Saved entries
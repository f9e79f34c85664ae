//! Route entries and the configuration directives they are built from.

use std::fmt;

use serde::{Deserialize, Serialize};

use crate::error::RouteError;
use crate::method::Method;
use crate::pattern::PathPattern;

/// What a matched request should be handed to.
#[derive(Clone, Debug, PartialEq, Eq, Serialize, Deserialize)]
#[serde(rename_all = "snake_case")]
pub enum RouteTarget {
    /// A named local handler.
    Invoke(String),
    /// An upstream base URI to forward the request to.
    Forward(String),
}

impl fmt::Display for RouteTarget {
    fn fmt(&self, f: &mut fmt::Formatter<'_>) -> fmt::Result {
        match self {
            RouteTarget::Invoke(name) => write!(f, "invoke:{name}"),
            RouteTarget::Forward(base) => write!(f, "forward:{base}"),
        }
    }
}

/// One route directive as it appears in configuration, before compilation.
#[derive(Clone, Debug, PartialEq, Eq, Serialize, Deserialize)]
pub struct RouteDirective {
    pub method: String,
    pub template: String,
    pub target: RouteTarget,
}

impl RouteDirective {
    #[must_use]
    pub fn new(method: impl Into<String>, template: impl Into<String>, target: RouteTarget) -> Self {
        Self {
            method: method.into(),
            template: template.into(),
            target,
        }
    }

    /// Short identifier used in reload reports, e.g. `GET /users/{id}`.
    #[must_use]
    pub fn label(&self) -> String {
        format!("{} {}", self.method.to_ascii_uppercase(), self.template)
    }
}

/// A compiled route: method, path template and target.
#[derive(Clone, Debug, PartialEq, Eq)]
pub struct RouteEntry {
    method: Method,
    pattern: PathPattern,
    target: RouteTarget,
}

impl RouteEntry {
    /// Builds an entry directly from its parts.
    ///
    /// # Errors
    ///
    /// Returns a [`RouteError`] when the template does not compile.
    pub fn new(method: Method, template: &str, target: RouteTarget) -> Result<Self, RouteError> {
        Ok(Self {
            method,
            pattern: PathPattern::compile(template)?,
            target,
        })
    }

    /// Compiles a configuration directive into an entry.
    ///
    /// # Errors
    ///
    /// Returns a [`RouteError`] when the method is unknown or the template
    /// does not compile.
    pub fn from_directive(directive: &RouteDirective) -> Result<Self, RouteError> {
        Ok(Self {
            method: directive.method.parse()?,
            pattern: PathPattern::compile(&directive.template)?,
            target: directive.target.clone(),
        })
    }

    #[must_use]
    pub fn method(&self) -> Method {
        self.method
    }

    #[must_use]
    pub fn pattern(&self) -> &PathPattern {
        &self.pattern
    }

    #[must_use]
    pub fn target(&self) -> &RouteTarget {
        &self.target
    }

    /// Short identifier used in logs, e.g. `GET /users/{id}`.
    #[must_use]
    pub fn label(&self) -> String {
        format!("{} {}", self.method, self.pattern.template())
    }
}

impl fmt::Display for RouteEntry {
    fn fmt(&self, f: &mut fmt::Formatter<'_>) -> fmt::Result {
        write!(f, "{} {} -> {}", self.method, self.pattern.template(), self.target)
    }
}
//! Ordered route table with first-match-wins lookup and atomic hot reload.
//!
//! WHY: a dispatcher needs to map method + path onto handlers or upstream
//! forwards, swap the whole route set at runtime without pausing lookups,
//! and keep an external dispatch facility in sync with what is live.
//!
//! WHAT: compiled path templates with `{name}` captures ([`PathPattern`]),
//! an ordered [`RouteTable`] scanned first-match-wins, and a [`Router`]
//! that publishes new tables atomically and mirrors the set difference into
//! a [`DispatchRegistry`].

mod entry;
mod error;
mod method;
mod pattern;
mod router;
mod table;

pub use entry::{RouteDirective, RouteEntry, RouteTarget};
pub use error::{
    DirectiveAction, DirectiveFailure, DispatchError, ReloadError, RouteError,
};
pub use method::Method;
pub use pattern::{Params, PathPattern};
pub use router::{DispatchRegistry, NullDispatch, Router};
pub use table::{RouteMatch, RouteTable};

* WHAT YOU WILL DO
What is the number of lines in the data that include "crate"? Respond with that number and no other text.

* EXERCISE SOLUTION
3